→ Problem to work on
Please copy out the lines in the entries that contain "PhiDetector".

[Start of section]

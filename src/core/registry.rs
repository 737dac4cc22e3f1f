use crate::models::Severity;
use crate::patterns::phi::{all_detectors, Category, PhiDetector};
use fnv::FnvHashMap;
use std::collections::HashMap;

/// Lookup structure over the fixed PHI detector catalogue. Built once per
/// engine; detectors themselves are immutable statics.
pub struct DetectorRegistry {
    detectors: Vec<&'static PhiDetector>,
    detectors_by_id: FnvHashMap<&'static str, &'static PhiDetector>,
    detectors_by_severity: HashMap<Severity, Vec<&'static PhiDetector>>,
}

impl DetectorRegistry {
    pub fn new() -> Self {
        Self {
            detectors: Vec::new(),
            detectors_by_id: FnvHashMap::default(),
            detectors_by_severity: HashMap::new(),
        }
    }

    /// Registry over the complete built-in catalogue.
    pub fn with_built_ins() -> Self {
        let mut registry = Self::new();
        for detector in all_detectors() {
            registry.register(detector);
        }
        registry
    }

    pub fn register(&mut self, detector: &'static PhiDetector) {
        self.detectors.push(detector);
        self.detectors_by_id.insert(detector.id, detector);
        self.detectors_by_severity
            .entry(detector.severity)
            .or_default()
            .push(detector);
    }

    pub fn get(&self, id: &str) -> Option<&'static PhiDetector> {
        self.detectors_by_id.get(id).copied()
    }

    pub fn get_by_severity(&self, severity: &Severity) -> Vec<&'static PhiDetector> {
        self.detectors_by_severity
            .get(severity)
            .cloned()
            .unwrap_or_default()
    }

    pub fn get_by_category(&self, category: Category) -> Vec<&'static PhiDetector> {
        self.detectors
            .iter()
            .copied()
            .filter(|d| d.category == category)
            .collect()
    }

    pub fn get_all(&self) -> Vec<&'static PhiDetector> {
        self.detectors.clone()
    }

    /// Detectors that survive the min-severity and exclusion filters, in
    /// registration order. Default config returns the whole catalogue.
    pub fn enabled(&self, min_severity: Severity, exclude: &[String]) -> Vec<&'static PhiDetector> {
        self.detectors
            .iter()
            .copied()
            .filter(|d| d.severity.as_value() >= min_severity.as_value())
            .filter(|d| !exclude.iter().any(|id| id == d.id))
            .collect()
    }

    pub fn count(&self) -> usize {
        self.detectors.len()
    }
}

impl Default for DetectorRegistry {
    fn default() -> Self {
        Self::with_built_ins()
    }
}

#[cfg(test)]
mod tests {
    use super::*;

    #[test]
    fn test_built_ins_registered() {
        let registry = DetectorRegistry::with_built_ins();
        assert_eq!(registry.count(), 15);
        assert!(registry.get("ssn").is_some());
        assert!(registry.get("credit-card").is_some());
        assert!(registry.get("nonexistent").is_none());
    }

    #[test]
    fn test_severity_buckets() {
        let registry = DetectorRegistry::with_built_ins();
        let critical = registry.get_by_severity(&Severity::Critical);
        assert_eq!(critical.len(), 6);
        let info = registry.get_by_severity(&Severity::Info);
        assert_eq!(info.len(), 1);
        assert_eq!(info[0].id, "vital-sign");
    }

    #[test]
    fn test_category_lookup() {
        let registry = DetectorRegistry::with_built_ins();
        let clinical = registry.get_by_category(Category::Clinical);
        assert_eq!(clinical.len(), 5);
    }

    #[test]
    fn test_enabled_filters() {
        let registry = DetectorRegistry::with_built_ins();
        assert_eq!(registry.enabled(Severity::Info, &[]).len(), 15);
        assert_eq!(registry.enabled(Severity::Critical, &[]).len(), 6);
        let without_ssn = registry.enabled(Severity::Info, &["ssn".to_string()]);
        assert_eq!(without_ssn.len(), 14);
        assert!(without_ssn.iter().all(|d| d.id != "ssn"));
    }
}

[End of section]
[Start of section]

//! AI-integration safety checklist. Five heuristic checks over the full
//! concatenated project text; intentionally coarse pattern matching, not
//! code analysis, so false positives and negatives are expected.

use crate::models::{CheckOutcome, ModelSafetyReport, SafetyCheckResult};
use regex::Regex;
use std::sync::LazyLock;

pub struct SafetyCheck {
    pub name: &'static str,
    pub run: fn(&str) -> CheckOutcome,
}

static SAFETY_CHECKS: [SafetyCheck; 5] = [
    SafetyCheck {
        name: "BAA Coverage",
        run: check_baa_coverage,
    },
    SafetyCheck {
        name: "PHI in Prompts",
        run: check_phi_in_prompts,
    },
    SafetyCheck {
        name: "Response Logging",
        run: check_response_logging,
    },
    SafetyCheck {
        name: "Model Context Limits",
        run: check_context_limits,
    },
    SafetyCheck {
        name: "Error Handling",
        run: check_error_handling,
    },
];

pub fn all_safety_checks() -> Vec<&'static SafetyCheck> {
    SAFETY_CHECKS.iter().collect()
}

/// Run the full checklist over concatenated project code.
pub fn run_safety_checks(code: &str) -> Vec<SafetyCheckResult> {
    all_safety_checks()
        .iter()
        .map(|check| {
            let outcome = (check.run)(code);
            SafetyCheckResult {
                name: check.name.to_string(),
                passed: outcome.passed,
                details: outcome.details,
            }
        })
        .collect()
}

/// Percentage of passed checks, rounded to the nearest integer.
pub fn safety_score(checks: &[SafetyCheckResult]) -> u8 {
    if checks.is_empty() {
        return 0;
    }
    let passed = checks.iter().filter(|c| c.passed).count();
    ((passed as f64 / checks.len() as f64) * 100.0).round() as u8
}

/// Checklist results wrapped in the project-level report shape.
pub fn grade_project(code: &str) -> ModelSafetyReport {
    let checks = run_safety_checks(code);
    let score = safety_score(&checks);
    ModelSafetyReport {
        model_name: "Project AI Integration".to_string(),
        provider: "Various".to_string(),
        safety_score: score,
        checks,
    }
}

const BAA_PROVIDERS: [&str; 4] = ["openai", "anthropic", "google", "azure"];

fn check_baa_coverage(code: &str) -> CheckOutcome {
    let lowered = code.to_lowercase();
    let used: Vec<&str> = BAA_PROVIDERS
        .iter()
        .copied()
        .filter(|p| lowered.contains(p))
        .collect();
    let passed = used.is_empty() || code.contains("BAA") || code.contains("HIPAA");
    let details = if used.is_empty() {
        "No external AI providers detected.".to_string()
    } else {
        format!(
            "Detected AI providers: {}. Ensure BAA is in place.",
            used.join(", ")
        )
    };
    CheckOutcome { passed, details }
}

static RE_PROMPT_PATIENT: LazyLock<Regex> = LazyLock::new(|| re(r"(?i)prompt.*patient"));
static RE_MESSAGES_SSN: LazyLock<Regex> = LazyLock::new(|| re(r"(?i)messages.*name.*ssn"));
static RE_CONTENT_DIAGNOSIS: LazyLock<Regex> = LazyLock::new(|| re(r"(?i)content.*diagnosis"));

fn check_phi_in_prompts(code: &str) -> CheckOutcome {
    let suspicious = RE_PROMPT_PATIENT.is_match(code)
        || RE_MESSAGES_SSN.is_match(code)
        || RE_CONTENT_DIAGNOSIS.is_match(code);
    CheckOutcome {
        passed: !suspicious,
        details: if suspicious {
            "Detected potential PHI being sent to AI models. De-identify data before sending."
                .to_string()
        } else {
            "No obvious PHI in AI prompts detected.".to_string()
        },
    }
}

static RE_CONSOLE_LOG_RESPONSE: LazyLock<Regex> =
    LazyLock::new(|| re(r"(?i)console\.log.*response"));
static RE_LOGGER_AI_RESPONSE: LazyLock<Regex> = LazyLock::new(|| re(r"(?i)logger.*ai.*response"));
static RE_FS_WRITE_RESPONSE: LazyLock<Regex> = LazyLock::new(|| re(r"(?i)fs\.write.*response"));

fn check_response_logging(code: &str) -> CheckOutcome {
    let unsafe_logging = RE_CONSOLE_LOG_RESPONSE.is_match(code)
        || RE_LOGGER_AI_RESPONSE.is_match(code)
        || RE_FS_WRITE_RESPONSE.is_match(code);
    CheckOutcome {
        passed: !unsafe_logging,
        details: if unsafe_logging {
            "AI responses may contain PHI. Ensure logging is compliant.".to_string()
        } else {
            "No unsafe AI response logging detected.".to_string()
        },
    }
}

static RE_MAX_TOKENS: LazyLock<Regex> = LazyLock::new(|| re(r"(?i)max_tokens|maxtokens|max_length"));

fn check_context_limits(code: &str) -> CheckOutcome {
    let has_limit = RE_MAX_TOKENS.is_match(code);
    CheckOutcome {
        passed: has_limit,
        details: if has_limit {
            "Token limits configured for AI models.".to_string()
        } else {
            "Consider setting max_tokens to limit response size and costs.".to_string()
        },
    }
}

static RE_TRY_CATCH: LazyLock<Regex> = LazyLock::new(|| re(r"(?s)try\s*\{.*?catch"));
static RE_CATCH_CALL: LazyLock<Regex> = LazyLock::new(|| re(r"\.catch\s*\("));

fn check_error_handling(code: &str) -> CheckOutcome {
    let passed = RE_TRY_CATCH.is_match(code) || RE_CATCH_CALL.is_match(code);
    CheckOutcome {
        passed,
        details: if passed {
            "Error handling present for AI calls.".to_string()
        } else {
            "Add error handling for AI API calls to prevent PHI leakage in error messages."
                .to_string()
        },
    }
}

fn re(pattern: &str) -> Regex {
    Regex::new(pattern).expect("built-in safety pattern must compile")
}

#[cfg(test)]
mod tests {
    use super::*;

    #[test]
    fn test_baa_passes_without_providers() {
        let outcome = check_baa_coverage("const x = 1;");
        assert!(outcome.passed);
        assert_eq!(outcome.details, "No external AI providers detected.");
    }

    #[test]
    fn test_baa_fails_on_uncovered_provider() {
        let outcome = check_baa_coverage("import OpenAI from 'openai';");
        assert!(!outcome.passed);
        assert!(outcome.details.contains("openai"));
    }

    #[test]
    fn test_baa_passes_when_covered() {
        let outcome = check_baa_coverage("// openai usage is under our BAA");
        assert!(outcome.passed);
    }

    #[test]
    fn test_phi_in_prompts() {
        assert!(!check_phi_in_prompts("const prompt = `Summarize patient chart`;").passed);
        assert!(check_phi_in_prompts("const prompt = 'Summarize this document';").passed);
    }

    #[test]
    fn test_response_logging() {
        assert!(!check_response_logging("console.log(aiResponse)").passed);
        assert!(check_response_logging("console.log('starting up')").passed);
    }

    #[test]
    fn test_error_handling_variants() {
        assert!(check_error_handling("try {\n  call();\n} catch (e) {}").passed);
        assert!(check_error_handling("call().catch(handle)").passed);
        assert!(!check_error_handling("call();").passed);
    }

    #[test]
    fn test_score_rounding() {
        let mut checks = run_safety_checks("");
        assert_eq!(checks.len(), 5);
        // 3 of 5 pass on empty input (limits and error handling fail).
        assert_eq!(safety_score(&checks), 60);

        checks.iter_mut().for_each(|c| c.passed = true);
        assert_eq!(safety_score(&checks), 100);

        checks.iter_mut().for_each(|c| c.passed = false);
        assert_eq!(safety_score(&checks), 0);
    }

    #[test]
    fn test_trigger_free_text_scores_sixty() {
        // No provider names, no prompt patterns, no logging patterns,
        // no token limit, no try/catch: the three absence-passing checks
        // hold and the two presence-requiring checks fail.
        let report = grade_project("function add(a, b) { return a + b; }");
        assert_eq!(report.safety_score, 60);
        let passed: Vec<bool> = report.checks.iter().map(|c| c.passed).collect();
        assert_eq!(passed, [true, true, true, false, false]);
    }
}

[End of section]

→ Output below
use crate::patterns::phi::{all_detectors, Category, PhiDetector};
    detectors: Vec<&'static PhiDetector>,
    detectors_by_id: FnvHashMap<&'static str, &'static PhiDetector>,
    detectors_by_severity: HashMap<Severity, Vec<&'static PhiDetector>>,
    pub fn register(&mut self, detector: &'static PhiDetector) {
    pub fn get(&self, id: &str) -> Option<&'static PhiDetector> {
    pub fn get_by_severity(&self, severity: &Severity) -> Vec<&'static PhiDetector> {
    pub fn get_by_category(&self, category: Category) -> Vec<&'static PhiDetector> {
    pub fn get_all(&self) -> Vec<&'static PhiDetector> {
    pub fn enabled(&self, min_severity: Severity, exclude: &[String]) -> Vec<&'static PhiDetector> {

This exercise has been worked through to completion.